COMPANY : Actor's Express [WEBSITE]
VENUE : Actor's Express [WEBSITE]
ID# 4738

SHOWING : June 07, 2015 - June 09, 2015



The One-Minute Play Festival returns to Atlanta for the fourth year!

The One­Minute Play Festival (#1MPF) America’s largest and longest running short form theatre company in the country, founded by Producing Artistic Director, Dominic D’Andrea. #1MPF is barometer project, which investigates the zeitgeist of different communities through dialogue and consensus building sessions and a performance of many moments. #1MPF works in partnership with theatres sharing playwright or community-specific missions across the country. #1MPF creates locally sourced playwright-focused community events, with the goal of promoting the spirit of radical inclusion by representing local cultures of playwrights of different age, gender, race, cultures, and points of career. The work attempts to reflect the theatrical landscape of local artistic communities by creating a dialogue between the collective conscious and the individual voice.

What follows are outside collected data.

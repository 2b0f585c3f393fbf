//! `GeoJSON` point layer for map collaborators.

use geojson::{Feature, FeatureCollection, Geometry, JsonObject, JsonValue};
use zone_priority_zone_models::ScoredZone;

/// Builds one Point feature per zone at `[longitude, latitude]`.
///
/// Properties carry the raw attributes, the derived fields and the tier
/// colour so a map layer can style points without recomputing anything.
#[must_use]
pub fn to_feature_collection<'a, I>(zones: I) -> FeatureCollection
where
    I: IntoIterator<Item = &'a ScoredZone>,
{
    let features: Vec<Feature> = zones.into_iter().map(zone_feature).collect();

    log::debug!("Built {} map features", features.len());

    FeatureCollection {
        bbox: None,
        features,
        foreign_members: None,
    }
}

fn zone_feature(scored: &ScoredZone) -> Feature {
    let zone = &scored.zone;
    let point = geojson::Value::Point(vec![zone.location.longitude, zone.location.latitude]);

    let mut properties = JsonObject::new();
    let mut set = |key: &str, value: JsonValue| {
        properties.insert(key.to_string(), value);
    };
    set("name", zone.name.clone().into());
    set("type", zone.zone_type.as_ref().into());
    set("population", zone.population.into());
    set("hasEducationSite", zone.has_education_site.into());
    set("educationSiteConnected", zone.education_site_connected.into());
    set("averageSpeedMbps", zone.average_speed_mbps.into());
    set("internetPenetration", zone.internet_penetration.into());
    set("populationDensity", zone.population_density.into());
    set("educationBonus", scored.education_bonus.into());
    set("normalizedPopulation", scored.normalized_population.into());
    set(
        "normalizedInverseConnectivity",
        scored.normalized_inverse_connectivity.into(),
    );
    set("priorityScore", scored.priority_score.into());
    set("rank", scored.rank.into());
    set("priorityTier", scored.priority_tier.as_ref().into());
    set("color", scored.priority_tier.color_hex().into());

    Feature {
        bbox: None,
        geometry: Some(Geometry::new(point)),
        id: None,
        properties: Some(properties),
        foreign_members: None,
    }
}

Featuring Brand New One-Minute Plays by Margaret Baldwin, Amber Bradshaw, Nick Boretz, Lisa Brathwaite, Steve Brown, Greg Carraway, Paris Crayton III, Jessica De Maria, Ralph Del Rosario, Paul Donnelly, Johnny Drago, Morgan Eckhart-McGowen, Suehyla el-Attar, Edith Freni, Doug Graham, Neeley Gossett, Peter Hardy, Annie Harrison, Michael Henry Harris, Megan Hayes, Patricia Henritze, Matt Horgan, Karla Jennings, Nicole Kemper, Hank Kimmel, Hilary King, Jake Krakvosky, Grant McGowen, Armina S. McIntyre, Laura Meyers, Penny Mickelbury, Patrick Morgan, Tuwanda Muhammad, Matt Myers, Jill Patrick, Theroun Patterson, Topher Payne, Jordan Pulliam, Mike Schatz, Terry Segal, Robin Seidman, Travis Sharp, Marki Shalloe, Mia Kristin Smith, Sherri Sutton, Pamela Turner, Steve Yockey, Pat Young, & Jacob York

Directed by Ricardo Aponte, James Donadio, Shannon Eubanks, Michael Harrison, Janna Haywood, Elin Rose Hill, Jaclyn Hoffman, Pam Joyce, Grant McGowen, Ellen McQueen, Topher Payne, & A. Julian Verner

Curated by Dominic D’Andrea

Click to Submit Cast & Crew Info for this production


A Modicum of Tedium
by playgoer
Tuesday, June 9, 2015
Throwing together a bunch of one-minute plays for a full evening of theatre is a little like setting out multiple variations of the same three appetizers and saying "okay, that’s your meal." The variety tends to boil down to more and more of the same. There are the playlets that consist of set-up and a punchline. There are playlets that consist of set-up, with no readily comprehended payoff. And there are playlets that attempt to show off the cleverness of the playwright, usually failing miserably.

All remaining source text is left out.